What the task asks
When the line containing "brands.sort();" appears in the data below, begin copying there and stop only after the line containing "let plan = plan_checkout(&lines, &snapshot).map_err(rejected)?;".

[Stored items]
•••

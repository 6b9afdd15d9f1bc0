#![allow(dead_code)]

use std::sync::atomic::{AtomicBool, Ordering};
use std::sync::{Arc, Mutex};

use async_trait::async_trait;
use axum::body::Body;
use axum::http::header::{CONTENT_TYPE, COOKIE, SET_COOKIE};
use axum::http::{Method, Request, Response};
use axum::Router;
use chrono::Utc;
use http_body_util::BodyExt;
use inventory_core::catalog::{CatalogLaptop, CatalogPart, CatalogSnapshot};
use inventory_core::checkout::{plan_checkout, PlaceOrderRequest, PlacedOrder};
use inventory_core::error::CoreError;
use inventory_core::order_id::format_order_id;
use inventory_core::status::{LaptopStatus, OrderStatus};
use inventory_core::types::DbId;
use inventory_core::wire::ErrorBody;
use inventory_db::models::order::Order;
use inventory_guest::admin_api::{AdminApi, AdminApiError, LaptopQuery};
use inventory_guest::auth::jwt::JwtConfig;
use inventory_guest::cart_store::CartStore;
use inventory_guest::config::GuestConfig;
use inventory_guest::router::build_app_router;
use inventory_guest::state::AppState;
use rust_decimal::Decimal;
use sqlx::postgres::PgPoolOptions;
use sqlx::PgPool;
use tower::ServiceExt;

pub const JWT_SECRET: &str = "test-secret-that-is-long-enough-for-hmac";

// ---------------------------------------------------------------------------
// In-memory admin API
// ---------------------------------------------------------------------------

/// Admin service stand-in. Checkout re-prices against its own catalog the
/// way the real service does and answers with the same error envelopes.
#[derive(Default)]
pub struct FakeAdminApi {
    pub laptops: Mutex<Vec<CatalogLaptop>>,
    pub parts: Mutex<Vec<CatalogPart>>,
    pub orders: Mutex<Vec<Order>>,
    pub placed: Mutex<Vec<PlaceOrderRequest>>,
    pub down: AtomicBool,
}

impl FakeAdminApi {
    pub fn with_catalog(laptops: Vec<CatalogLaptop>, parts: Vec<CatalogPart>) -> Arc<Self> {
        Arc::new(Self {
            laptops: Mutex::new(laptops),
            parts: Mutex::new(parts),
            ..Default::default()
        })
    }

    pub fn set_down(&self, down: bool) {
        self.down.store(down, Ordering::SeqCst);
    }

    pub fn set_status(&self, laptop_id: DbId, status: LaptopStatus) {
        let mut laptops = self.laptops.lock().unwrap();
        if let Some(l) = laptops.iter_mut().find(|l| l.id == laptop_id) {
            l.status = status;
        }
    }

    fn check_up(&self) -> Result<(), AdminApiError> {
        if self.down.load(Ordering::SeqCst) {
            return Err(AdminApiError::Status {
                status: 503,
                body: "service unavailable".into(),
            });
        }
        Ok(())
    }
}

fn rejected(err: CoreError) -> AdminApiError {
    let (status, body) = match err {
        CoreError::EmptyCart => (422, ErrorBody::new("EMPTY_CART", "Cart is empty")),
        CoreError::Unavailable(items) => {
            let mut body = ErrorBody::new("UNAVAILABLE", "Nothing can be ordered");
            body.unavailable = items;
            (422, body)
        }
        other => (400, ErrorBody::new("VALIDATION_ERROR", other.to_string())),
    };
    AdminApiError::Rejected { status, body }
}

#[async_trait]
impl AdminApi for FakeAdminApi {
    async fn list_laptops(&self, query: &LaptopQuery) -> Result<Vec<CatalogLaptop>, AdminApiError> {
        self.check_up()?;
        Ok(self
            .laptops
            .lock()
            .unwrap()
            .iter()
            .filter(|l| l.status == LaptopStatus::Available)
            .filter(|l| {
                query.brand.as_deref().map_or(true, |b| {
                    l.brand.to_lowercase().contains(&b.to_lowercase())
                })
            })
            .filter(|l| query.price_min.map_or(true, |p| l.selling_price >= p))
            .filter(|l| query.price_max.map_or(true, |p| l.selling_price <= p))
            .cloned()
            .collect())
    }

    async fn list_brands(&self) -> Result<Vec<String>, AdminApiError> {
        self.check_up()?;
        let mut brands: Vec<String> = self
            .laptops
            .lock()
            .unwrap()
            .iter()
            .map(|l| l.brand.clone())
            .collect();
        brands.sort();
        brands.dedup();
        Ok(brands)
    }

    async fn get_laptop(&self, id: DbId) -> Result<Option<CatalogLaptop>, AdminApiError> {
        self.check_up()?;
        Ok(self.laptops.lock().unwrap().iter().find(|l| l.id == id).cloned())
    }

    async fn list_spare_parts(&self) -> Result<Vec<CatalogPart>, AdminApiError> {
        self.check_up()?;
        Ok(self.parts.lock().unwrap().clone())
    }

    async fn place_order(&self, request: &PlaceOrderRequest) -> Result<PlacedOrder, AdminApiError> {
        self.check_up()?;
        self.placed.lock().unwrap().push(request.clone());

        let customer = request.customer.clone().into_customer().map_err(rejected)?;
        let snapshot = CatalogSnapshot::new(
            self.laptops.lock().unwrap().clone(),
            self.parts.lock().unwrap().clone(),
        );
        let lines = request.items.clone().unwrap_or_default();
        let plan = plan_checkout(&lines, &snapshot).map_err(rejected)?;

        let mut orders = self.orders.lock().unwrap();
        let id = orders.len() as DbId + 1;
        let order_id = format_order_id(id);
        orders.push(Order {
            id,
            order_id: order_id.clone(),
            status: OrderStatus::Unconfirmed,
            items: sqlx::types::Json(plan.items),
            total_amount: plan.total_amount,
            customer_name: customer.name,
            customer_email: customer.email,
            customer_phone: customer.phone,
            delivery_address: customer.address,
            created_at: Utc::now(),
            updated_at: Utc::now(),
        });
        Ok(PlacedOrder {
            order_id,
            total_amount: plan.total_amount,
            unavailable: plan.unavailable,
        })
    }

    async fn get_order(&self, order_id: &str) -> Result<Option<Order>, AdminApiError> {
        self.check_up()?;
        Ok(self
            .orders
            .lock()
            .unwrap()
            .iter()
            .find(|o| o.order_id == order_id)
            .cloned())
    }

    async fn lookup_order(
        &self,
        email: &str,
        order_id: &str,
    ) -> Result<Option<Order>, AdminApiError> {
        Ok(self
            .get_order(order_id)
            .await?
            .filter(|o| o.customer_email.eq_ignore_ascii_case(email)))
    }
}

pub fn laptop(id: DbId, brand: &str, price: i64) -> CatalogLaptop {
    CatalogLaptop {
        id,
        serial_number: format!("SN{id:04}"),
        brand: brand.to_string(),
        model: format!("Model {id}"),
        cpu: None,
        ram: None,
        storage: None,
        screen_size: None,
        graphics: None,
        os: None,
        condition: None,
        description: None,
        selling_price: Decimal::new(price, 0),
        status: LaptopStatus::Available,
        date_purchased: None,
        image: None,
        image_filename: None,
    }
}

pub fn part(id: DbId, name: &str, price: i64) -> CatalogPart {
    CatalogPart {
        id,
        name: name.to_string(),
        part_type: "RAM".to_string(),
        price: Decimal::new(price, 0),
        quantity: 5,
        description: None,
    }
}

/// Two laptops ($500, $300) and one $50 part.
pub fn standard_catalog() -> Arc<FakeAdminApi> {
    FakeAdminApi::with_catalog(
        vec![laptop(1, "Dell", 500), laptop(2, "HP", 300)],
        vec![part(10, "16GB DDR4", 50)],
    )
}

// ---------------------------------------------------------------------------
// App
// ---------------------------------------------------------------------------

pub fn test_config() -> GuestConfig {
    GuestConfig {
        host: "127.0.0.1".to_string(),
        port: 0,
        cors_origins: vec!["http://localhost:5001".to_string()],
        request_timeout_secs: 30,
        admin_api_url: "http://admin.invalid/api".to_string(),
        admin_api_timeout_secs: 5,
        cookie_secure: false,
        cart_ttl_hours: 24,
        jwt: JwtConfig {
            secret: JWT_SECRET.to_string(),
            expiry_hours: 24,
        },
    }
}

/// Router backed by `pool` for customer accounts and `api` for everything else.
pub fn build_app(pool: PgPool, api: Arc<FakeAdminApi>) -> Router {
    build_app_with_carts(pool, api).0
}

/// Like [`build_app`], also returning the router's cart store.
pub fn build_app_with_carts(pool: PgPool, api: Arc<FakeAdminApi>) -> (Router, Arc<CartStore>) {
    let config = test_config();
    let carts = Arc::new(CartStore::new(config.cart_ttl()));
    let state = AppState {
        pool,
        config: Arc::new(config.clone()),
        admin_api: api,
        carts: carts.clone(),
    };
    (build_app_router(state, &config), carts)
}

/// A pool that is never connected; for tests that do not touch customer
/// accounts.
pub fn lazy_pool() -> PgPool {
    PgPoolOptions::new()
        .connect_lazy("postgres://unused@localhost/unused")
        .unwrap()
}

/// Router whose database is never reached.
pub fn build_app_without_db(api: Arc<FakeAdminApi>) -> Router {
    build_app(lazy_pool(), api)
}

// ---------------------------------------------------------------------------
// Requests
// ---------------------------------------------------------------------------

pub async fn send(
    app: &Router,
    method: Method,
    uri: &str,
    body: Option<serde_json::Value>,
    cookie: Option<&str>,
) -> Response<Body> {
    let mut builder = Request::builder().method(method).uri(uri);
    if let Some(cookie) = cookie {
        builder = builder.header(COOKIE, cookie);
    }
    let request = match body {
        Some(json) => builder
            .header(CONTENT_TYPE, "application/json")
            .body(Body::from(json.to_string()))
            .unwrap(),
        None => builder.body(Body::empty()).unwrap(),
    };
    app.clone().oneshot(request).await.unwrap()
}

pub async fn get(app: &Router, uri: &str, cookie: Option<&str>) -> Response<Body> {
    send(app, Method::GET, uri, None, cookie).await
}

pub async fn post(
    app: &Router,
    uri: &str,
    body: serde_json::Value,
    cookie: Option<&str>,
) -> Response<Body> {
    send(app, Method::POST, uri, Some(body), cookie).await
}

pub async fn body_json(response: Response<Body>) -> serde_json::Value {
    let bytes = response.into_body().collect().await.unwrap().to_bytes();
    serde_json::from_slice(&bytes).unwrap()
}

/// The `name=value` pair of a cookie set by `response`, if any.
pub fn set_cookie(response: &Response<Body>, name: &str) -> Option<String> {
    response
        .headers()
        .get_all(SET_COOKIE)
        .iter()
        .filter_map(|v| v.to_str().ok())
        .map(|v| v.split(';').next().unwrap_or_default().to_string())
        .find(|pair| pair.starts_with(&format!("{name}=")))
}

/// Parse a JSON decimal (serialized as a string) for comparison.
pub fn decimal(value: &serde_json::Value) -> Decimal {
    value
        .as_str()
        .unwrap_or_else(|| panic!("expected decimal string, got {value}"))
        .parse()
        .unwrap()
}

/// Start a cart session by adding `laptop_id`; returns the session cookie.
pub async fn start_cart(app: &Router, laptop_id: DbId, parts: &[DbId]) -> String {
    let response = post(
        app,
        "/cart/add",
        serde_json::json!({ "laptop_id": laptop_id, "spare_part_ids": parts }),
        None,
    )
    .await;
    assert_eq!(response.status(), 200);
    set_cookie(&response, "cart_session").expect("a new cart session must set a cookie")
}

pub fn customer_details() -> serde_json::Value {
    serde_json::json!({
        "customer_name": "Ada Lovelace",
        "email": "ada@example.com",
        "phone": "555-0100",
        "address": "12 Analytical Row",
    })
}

•••

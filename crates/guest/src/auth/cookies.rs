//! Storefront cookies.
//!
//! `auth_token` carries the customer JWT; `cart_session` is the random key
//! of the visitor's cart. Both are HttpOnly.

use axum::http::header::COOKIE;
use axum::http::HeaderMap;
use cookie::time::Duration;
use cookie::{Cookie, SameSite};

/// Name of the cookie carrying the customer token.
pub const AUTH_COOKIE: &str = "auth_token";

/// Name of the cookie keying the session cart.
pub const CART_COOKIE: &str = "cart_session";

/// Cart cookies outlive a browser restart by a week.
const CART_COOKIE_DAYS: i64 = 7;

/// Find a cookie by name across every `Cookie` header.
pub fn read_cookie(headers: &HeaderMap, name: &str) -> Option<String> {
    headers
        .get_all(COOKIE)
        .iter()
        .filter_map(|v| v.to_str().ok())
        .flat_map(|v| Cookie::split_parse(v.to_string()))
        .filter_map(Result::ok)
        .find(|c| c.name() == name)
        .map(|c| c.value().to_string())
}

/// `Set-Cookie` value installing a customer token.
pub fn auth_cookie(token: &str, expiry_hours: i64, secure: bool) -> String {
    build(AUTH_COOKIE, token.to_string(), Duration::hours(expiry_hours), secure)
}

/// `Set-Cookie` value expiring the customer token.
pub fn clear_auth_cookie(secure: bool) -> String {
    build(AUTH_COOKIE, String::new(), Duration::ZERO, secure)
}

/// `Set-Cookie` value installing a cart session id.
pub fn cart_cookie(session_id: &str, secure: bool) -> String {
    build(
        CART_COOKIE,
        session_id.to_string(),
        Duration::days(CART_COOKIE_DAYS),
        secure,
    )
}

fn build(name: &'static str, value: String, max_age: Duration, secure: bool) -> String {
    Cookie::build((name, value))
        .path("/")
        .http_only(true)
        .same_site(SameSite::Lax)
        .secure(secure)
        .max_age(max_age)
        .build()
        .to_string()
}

•••

Task solution
        brands.sort();
        brands.dedup();
        Ok(brands)
    }

    async fn get_laptop(&self, id: DbId) -> Result<Option<CatalogLaptop>, AdminApiError> {
        self.check_up()?;
        Ok(self.laptops.lock().unwrap().iter().find(|l| l.id == id).cloned())
    }

    async fn list_spare_parts(&self) -> Result<Vec<CatalogPart>, AdminApiError> {
        self.check_up()?;
        Ok(self.parts.lock().unwrap().clone())
    }

    async fn place_order(&self, request: &PlaceOrderRequest) -> Result<PlacedOrder, AdminApiError> {
        self.check_up()?;
        self.placed.lock().unwrap().push(request.clone());

        let customer = request.customer.clone().into_customer().map_err(rejected)?;
        let snapshot = CatalogSnapshot::new(
            self.laptops.lock().unwrap().clone(),
            self.parts.lock().unwrap().clone(),
        );
        let lines = request.items.clone().unwrap_or_default();
        let plan = plan_checkout(&lines, &snapshot).map_err(rejected)?;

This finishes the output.